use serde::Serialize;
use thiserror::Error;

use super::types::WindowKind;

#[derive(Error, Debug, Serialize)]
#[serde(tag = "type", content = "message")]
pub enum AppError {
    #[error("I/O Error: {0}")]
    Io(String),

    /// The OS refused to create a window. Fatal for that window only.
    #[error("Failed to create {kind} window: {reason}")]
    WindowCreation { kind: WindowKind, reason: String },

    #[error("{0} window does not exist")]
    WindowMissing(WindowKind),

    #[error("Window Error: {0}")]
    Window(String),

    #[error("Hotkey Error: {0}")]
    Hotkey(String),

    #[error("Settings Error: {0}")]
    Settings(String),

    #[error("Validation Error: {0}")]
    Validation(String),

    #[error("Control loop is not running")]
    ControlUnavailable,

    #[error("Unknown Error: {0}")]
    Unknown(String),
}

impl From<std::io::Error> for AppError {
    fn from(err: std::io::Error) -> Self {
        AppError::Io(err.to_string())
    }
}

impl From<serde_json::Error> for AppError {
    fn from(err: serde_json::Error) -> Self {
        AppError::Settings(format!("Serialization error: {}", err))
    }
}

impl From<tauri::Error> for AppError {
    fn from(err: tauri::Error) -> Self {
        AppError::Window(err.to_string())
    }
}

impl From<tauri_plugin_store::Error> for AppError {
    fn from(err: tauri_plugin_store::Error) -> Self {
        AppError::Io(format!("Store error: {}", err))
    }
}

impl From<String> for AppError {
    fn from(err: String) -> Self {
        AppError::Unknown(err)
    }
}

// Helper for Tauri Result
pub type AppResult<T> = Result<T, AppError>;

━━━━━━━━━━━━━━━━

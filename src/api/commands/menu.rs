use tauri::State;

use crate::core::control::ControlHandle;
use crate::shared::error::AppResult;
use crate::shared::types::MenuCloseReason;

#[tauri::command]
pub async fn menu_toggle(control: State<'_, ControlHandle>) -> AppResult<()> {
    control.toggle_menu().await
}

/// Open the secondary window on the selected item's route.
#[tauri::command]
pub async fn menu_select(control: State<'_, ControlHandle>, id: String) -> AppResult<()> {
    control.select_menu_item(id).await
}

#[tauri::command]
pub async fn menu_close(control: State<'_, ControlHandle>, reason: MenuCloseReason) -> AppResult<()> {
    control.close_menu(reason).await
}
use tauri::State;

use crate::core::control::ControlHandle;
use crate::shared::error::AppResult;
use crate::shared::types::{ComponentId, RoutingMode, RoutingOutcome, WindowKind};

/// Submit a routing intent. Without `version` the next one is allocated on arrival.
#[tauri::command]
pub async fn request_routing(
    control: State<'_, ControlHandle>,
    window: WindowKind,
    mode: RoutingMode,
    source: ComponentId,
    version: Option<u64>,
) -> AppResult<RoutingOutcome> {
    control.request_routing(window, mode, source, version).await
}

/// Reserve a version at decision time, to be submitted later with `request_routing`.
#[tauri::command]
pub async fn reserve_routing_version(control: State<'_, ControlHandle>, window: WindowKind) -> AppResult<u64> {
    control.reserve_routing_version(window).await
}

━━━━━━━━━━━━━━━━

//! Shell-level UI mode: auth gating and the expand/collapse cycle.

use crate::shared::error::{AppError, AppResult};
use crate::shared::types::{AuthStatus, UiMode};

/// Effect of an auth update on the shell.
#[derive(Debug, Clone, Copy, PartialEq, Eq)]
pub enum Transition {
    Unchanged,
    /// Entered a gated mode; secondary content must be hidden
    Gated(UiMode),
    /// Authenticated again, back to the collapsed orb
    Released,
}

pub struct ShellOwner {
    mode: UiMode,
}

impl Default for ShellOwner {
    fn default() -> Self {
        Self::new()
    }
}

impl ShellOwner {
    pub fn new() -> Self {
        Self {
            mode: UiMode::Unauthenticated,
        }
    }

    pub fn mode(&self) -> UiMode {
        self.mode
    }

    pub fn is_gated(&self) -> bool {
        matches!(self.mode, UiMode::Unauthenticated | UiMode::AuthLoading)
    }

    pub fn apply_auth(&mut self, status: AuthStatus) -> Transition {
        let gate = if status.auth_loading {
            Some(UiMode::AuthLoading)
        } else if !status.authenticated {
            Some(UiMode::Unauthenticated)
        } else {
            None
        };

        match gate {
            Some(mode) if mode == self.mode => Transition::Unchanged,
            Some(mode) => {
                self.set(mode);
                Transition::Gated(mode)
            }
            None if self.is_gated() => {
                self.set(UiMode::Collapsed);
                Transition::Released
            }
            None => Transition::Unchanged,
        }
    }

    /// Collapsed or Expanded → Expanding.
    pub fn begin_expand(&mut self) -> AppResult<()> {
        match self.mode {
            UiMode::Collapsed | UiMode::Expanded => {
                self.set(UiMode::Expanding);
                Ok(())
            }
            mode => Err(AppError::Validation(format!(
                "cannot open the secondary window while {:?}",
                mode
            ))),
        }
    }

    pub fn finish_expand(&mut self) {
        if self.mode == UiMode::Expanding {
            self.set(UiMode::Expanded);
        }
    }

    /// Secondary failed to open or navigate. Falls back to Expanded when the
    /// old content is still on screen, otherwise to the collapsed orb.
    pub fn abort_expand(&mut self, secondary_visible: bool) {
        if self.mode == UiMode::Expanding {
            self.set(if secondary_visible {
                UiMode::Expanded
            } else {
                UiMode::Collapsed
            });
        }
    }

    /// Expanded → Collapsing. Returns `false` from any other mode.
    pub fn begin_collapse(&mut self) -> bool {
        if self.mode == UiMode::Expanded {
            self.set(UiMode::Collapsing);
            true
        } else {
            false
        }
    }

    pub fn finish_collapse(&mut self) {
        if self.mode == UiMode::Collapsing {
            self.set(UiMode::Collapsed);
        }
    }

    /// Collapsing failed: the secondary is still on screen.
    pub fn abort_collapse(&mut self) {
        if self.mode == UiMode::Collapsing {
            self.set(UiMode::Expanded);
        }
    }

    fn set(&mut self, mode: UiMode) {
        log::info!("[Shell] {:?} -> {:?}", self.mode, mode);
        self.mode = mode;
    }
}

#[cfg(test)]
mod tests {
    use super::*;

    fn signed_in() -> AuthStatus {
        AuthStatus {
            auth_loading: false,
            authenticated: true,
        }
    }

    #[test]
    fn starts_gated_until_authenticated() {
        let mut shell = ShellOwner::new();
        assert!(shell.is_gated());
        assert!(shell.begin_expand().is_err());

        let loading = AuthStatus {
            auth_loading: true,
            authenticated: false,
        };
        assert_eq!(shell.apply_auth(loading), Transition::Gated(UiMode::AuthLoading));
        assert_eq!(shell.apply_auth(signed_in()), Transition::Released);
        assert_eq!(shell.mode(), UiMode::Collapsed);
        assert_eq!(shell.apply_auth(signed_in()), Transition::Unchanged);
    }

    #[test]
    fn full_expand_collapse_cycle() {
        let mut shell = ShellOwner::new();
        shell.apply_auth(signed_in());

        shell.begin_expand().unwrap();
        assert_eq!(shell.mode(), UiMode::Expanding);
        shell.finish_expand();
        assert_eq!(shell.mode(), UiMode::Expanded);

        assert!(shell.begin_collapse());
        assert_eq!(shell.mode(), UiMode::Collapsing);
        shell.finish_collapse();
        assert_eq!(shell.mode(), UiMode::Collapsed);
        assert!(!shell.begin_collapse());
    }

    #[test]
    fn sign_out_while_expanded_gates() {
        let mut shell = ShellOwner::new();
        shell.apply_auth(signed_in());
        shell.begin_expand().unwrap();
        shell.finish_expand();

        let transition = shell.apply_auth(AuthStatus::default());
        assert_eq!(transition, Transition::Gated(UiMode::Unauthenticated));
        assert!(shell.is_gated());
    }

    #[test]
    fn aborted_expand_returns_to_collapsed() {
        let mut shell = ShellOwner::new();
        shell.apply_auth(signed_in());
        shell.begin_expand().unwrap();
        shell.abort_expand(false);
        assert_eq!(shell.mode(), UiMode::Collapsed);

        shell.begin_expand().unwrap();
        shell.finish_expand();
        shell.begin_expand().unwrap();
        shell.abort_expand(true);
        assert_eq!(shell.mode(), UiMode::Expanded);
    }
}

━━━━━━━━━━━━━━━━

* Exercise *
Every line of the listing that holds the word "impl" should be counted. Please give that number only.

* Written solution *
7